One thing is for sure this election year… we’re going to be investing more in education. (And by “for sure” I mean, “not at all” once the election is over.) But everyone is talking about it. And let’s admit that education is important if we’re going to train up a new generation of scientists, engineers, business leaders and the people who will make the economy go.
College and university administrators have been happy to scoop up all the money by rapidly raising tuitions and fees. Higher-ed expenses have been rising much more rapidly than inflation for three decades.
And what has the money been spent on? Some of it presumably goes to professors in the hard sciences and the great scholars who have made American universities the best in the world. Well and good.
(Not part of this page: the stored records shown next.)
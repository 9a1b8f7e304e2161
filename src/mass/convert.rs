/// Converts a mass or m/z value from one charge state into another.
/// A charge of 0 denotes the neutral mass.
///
/// # Arguments
///
/// * `mass_mz` - Mass (charge 0) or m/z value
/// * `current_charge` - Charge of `mass_mz`
/// * `desired_charge` - Charge to convert to
/// * `charge_carrier_mass` - Mass added per charge, usually a proton
///
pub fn convolute_mass(
    mass_mz: f64,
    current_charge: u8,
    desired_charge: u8,
    charge_carrier_mass: f64,
) -> f64 {
    // Bring the value to the singly charged state first
    let singly_charged = match current_charge {
        0 => mass_mz + charge_carrier_mass,
        1 => mass_mz,
        charge => {
            mass_mz * charge as f64 - charge_carrier_mass * (charge as f64 - 1.0)
        }
    };

    match desired_charge {
        0 => singly_charged - charge_carrier_mass,
        1 => singly_charged,
        charge => {
            (singly_charged + charge_carrier_mass * (charge as f64 - 1.0)) / charge as f64
        }
    }
}

#[cfg(test)]
mod test {
    use super::*;
    use crate::chemistry::molecule::PROTON_MASS;

    const TOLERANCE: f64 = 1e-9;

    #[test]
    fn test_convolute_mass() {
        const NEUTRAL_MASS: f64 = 1000.0;
        let singly = convolute_mass(NEUTRAL_MASS, 0, 1, PROTON_MASS);
        assert!((singly - 1001.00727649).abs() < TOLERANCE);

        let doubly = convolute_mass(NEUTRAL_MASS, 0, 2, PROTON_MASS);
        assert!((doubly - (NEUTRAL_MASS + 2.0 * PROTON_MASS) / 2.0).abs() < TOLERANCE);

        let tripply_from_singly = convolute_mass(singly, 1, 3, PROTON_MASS);
        assert!((tripply_from_singly - (NEUTRAL_MASS + 3.0 * PROTON_MASS) / 3.0).abs() < TOLERANCE);
    }

    #[test]
    fn test_convolute_mass_back_to_neutral() {
        const MZ: f64 = 501.00727649;
        let neutral = convolute_mass(MZ, 2, 0, PROTON_MASS);
        assert!((neutral - (MZ * 2.0 - 2.0 * PROTON_MASS)).abs() < TOLERANCE);
        assert_eq!(convolute_mass(MZ, 1, 1, PROTON_MASS), MZ);
    }
}
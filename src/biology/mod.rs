/// Digestion enzymes and cleavage rules
pub mod digestion_enzyme;
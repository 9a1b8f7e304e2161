// internal imports
use crate::biology::digestion_enzyme::cleavage_rule::{CleavageRule, DEFAULT_TERMINUS_MARKER};
use crate::biology::digestion_enzyme::enzyme::Enzyme;

/// Names and cleavage rules (rule residues, exception residues) of the predefined enzymes besides trypsin
pub const PREDEFINED_ENZYMES: [(&str, &str, &str); 4] = [
    ("lys-c", "K", "P"),
    ("arg-c", "R", "P"),
    ("glu-c", "DE", "P"),
    ("peptide-database", DEFAULT_TERMINUS_MARKER, ""),
];

/// Enzyme backed by an arbitrary cleavage rule
///
pub struct GenericEnzyme {
    name: String,
    cleavage_rule: CleavageRule,
    max_number_of_missed_cleavages: usize,
    min_peptide_length: usize,
    max_peptide_length: usize,
}

impl GenericEnzyme {
    /// Creates a new enzyme
    ///
    /// # Arguments
    /// * `name` - Name of the enzyme
    /// * `cleavage_rule` - Rule describing where the enzyme cuts
    /// * `max_number_of_missed_cleavages` - Maximum number of missed cleavages
    /// * `min_peptide_length` - Minimum length of a peptide
    /// * `max_peptide_length` - Maximum length of a peptide
    ///
    pub fn new(
        name: &str,
        cleavage_rule: CleavageRule,
        max_number_of_missed_cleavages: usize,
        min_peptide_length: usize,
        max_peptide_length: usize,
    ) -> Self {
        Self {
            name: name.to_string(),
            cleavage_rule,
            max_number_of_missed_cleavages,
            min_peptide_length,
            max_peptide_length,
        }
    }

    /// Returns one of the predefined enzymes, None if the name is unknown.
    ///
    /// # Arguments
    /// * `name` - Name of the enzyme, case insensitive
    /// * `max_number_of_missed_cleavages` - Maximum number of missed cleavages
    /// * `min_peptide_length` - Minimum length of a peptide
    /// * `max_peptide_length` - Maximum length of a peptide
    ///
    pub fn predefined(
        name: &str,
        max_number_of_missed_cleavages: usize,
        min_peptide_length: usize,
        max_peptide_length: usize,
    ) -> Option<Self> {
        let name = name.to_lowercase();
        PREDEFINED_ENZYMES
            .iter()
            .find(|(enzyme_name, _, _)| *enzyme_name == name)
            .map(|(enzyme_name, rule_residues, exception_residues)| {
                Self::new(
                    enzyme_name,
                    CleavageRule::new(
                        rule_residues,
                        exception_residues,
                        DEFAULT_TERMINUS_MARKER,
                        true,
                    ),
                    max_number_of_missed_cleavages,
                    min_peptide_length,
                    max_peptide_length,
                )
            })
    }
}

impl Enzyme for GenericEnzyme {
    fn get_name(&self) -> &str {
        &self.name
    }

    fn get_cleavage_rule(&self) -> &CleavageRule {
        &self.cleavage_rule
    }

    fn get_max_number_of_missed_cleavages(&self) -> usize {
        self.max_number_of_missed_cleavages
    }

    fn get_min_peptide_length(&self) -> usize {
        self.min_peptide_length
    }

    fn get_max_peptide_length(&self) -> usize {
        self.max_peptide_length
    }
}

#[cfg(test)]
mod test {
    // std imports
    use std::collections::HashMap;

    // internal imports
    use super::*;

    #[test]
    fn test_predefined() {
        assert!(GenericEnzyme::predefined("Lys-C", 0, 0, 60).is_some());
        assert!(GenericEnzyme::predefined("pepsin", 0, 0, 60).is_none());
    }

    #[test]
    fn test_lys_c_digest() {
        let lys_c = GenericEnzyme::predefined("lys-c", 0, 1, 60).unwrap();
        let peptides = lys_c.digest("AAKPGGRAKLL");
        let expected: HashMap<String, i16> =
            HashMap::from([("AAKPGGRAK".to_string(), 0), ("LL".to_string(), 0)]);
        assert_eq!(peptides, expected);
    }

    #[test]
    fn test_glu_c_digest() {
        let glu_c = GenericEnzyme::predefined("glu-c", 1, 2, 60).unwrap();
        let peptides = glu_c.digest("AADKKEPLLEGG");
        // AAD, KKEPLLE, GG plus the missed cleavage combinations
        assert_eq!(peptides.len(), 5);
        assert_eq!(peptides["AAD"], 0);
        assert_eq!(peptides["KKEPLLE"], 0);
        assert_eq!(peptides["AADKKEPLLE"], 1);
        assert_eq!(peptides["KKEPLLEGG"], 1);
    }

    #[test]
    fn test_peptide_database_rule_names() {
        let enzyme = GenericEnzyme::predefined("peptide-database", 0, 0, 60).unwrap();
        assert_eq!(enzyme.get_peptide_name("ACDEFG", "ACDEFG"), "t1");
        assert_eq!(enzyme.get_peptide_name("ACDEFG", "CDE"), "2.4");
    }
}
But many university administrators have other priorities. The University of California system has been raising tuitions and cutting departments. But, reports John Leo in the invaluable Minding the Campus blog, its San Diego campus found the money to create a new post of “vice chancellor for equity, diversity and inclusion.”
That’s in addition to what the Manhattan Institute’s Heather Mac Donald calls its “already massive diversity apparatus.” It takes Mac Donald 103 words just to list the titles of UCSD’s diversitycrats.
The money for the new vice chancellorship could have supported two of the three cancer researchers that the campus lost to Rice University in Houston, a private school that apparently takes the strange view that hard science is more important than diversity facilitators.
So basically, we may not find a cure for cancer, but we’re going to be chock full of people who can make you feel better about it.
This is one of those crazy stories which seems to keep cropping up that ticks everyone off but probably doesn’t mean very much in the end. This isn’t a government problem and it’s not an education problem. It’s the administrative branch of the the industry of education which bends to the winds of populism rather than offering the best path toward success for their students. But in the end, nobody made the students go there. Everyone participates in the free market of education. The only votes which count here are the ones cast with the feet and wallets of parents and students.